Claiming car tax refunds
Once upon a time, when you were trying to sell your vehicle, you were able to make the deal more appealing on account of how many months worth of road tax your car had left on it. A 12-month tax disc on a vehicle would net the seller several hundred extra pounds, while a discount could be negotiated by buyers on vehicles which would require road tax renewal within a couple of months. However, today this is no longer the case. In the event that the vehicle you are selling still has outstanding road tax, the remaining amount can now simply be paid back to you by telling the DVLA that you are no longer the owner of that vehicle. The same is true if your car is no longer on the road, exported or registered as tax exempt. Your car’s new owner will have to re-tax the car straight away, which means it is crucial that you inform the DVLA that the car is no longer yours immediately, or you risk a £1000 fine.
Road tax refund limits
Once you have done this, your tax will be automatically cancelled and any remaining full months will be refunded. Direct Debit payments will also stop and a cheque for the amount to be refunded will be made out and mailed to the address specified on the car’s V5C registration document.
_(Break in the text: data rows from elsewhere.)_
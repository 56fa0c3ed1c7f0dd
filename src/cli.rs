//! Command-line interface for autojoin: argument parsing, the per-path loop and the
//! human-readable console output.
//!
//! All discovery, validation and joining logic lives in the [`autojoin-core`] crate.
//! This module only turns arguments into a [`JoinConfig`], hands each path to the core
//! and prints what came back.
//!
//! ## How To Use
//! - For command-line users: run the `autojoin` binary with `--help`.
//! - For programmatic/integration use: call [`run`] with a constructed [`Cli`].
//!
//! [`autojoin-core`]: ../../autojoin-core/
use anyhow::Result;
use autojoin_core::autojoin::{autojoin_directory, DirectoryReport, SetOutcome, SetReport};
use autojoin_core::config::JoinConfig;
use autojoin_core::validate::FsSpaceProbe;
use bytesize::ByteSize;
use clap::Parser;
use std::path::PathBuf;

/// CLI for autojoin: find split files and join them back together.
#[derive(Parser, Debug)]
#[clap(
    name = "autojoin",
    version,
    about = "Automatically join split files (name.001, name.002, ...) found in the given directories"
)]
pub struct Cli {
    /// Keep the split parts after a successful join
    #[clap(long, short)]
    pub keep: bool,

    /// Replace a joined file that already exists
    #[clap(long, short)]
    pub overwrite: bool,

    /// Log every step to stderr (same as RUST_LOG=debug)
    #[clap(long, short)]
    pub verbose: bool,

    /// Directories to scan
    #[clap(value_name = "PATH", default_value = ".")]
    pub paths: Vec<PathBuf>,
}

impl Cli {
    pub fn join_config(&self) -> JoinConfig {
        JoinConfig {
            keep: self.keep,
            overwrite: self.overwrite,
        }
    }
}

/// Totals over one invocation.
#[derive(Debug, Default, Clone, Copy, PartialEq, Eq)]
pub struct RunSummary {
    pub directories: usize,
    pub unreadable_directories: usize,
    pub sets: usize,
    pub joined: usize,
}

/// Console line for one part-set, and whether it describes a failure.
pub fn outcome_message(set: &SetReport) -> (bool, String) {
    let destination = set.destination.display();
    match &set.outcome {
        SetOutcome::Joined {
            bytes,
            parts,
            cleanup,
        } => {
            let mut message = format!(
                "Joined {destination} from {parts} parts ({}).",
                ByteSize(*bytes)
            );
            if let Some(cleanup) = cleanup {
                for (path, e) in &cleanup.failed {
                    message.push_str(&format!("\nCould not remove part {}: {e}", path.display()));
                }
                return (!cleanup.is_complete(), message);
            }
            (false, message)
        }
        SetOutcome::SinglePart => (
            false,
            format!(
                "Found initial part {} but no others. Skipping.",
                set.initial_part
            ),
        ),
        SetOutcome::MissingParts { expected, found } => {
            let expected = expected.map_or_else(|| "an unknown number of".to_string(), |n| n.to_string());
            (
                false,
                format!("Parts missing for {destination}: expected {expected} parts, found {found}."),
            )
        }
        SetOutcome::InsufficientSpace { needed, available } => (
            false,
            format!(
                "Not enough space to join {destination} (needs {}, {} free).",
                ByteSize(*needed),
                ByteSize(*available)
            ),
        ),
        SetOutcome::DestinationExists => (
            false,
            format!(
                "Joined file {destination} already detected. Use --overwrite to overwrite file."
            ),
        ),
        SetOutcome::ValidationFailed(e) => (true, format!("Could not check {destination}: {e}")),
        SetOutcome::JoinFailed(e) => (
            true,
            format!("Error occurred while joining {}: {e}", e.destination().display()),
        ),
    }
}

fn print_report(report: &DirectoryReport) {
    if !report.found_split_files() {
        println!("No split files found in {}.", report.dir.display());
        return;
    }
    for set in &report.sets {
        match outcome_message(set) {
            (false, message) => println!("{message}"),
            (true, message) => eprintln!("[ERROR] {message}"),
        }
    }
}

/// Processes every path in turn. A path that cannot be read is reported and skipped.
pub fn run(cli: Cli) -> Result<RunSummary> {
    let config = cli.join_config();
    config.trace_loaded();
    let probe = FsSpaceProbe;

    let mut summary = RunSummary::default();
    for path in &cli.paths {
        summary.directories += 1;
        match autojoin_directory(&config, path, &probe) {
            Ok(report) => {
                print_report(&report);
                summary.sets += report.sets.len();
                summary.joined += report.joined();
            }
            Err(e) => {
                tracing::error!(path = %path.display(), error = %e, "Skipping unreadable path");
                eprintln!("[ERROR] {e}");
                summary.unreadable_directories += 1;
            }
        }
    }

    Ok(summary)
}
The amount that you receive is calculated from the date of cancellation, making it all the more important that the DVLA is notified of the change of ownership as soon as possible, to avoid unnecessarily losing a month’s worth of money. However, credit card payments, Direct Debit surcharges, or the 6-month one-off road tax payment 10 percent surcharge will not be refunded. Fully electric vehicles worth less than £40,000, or those which are more than 40 years old, do not require road tax, so they do not qualify for any form of road tax refund.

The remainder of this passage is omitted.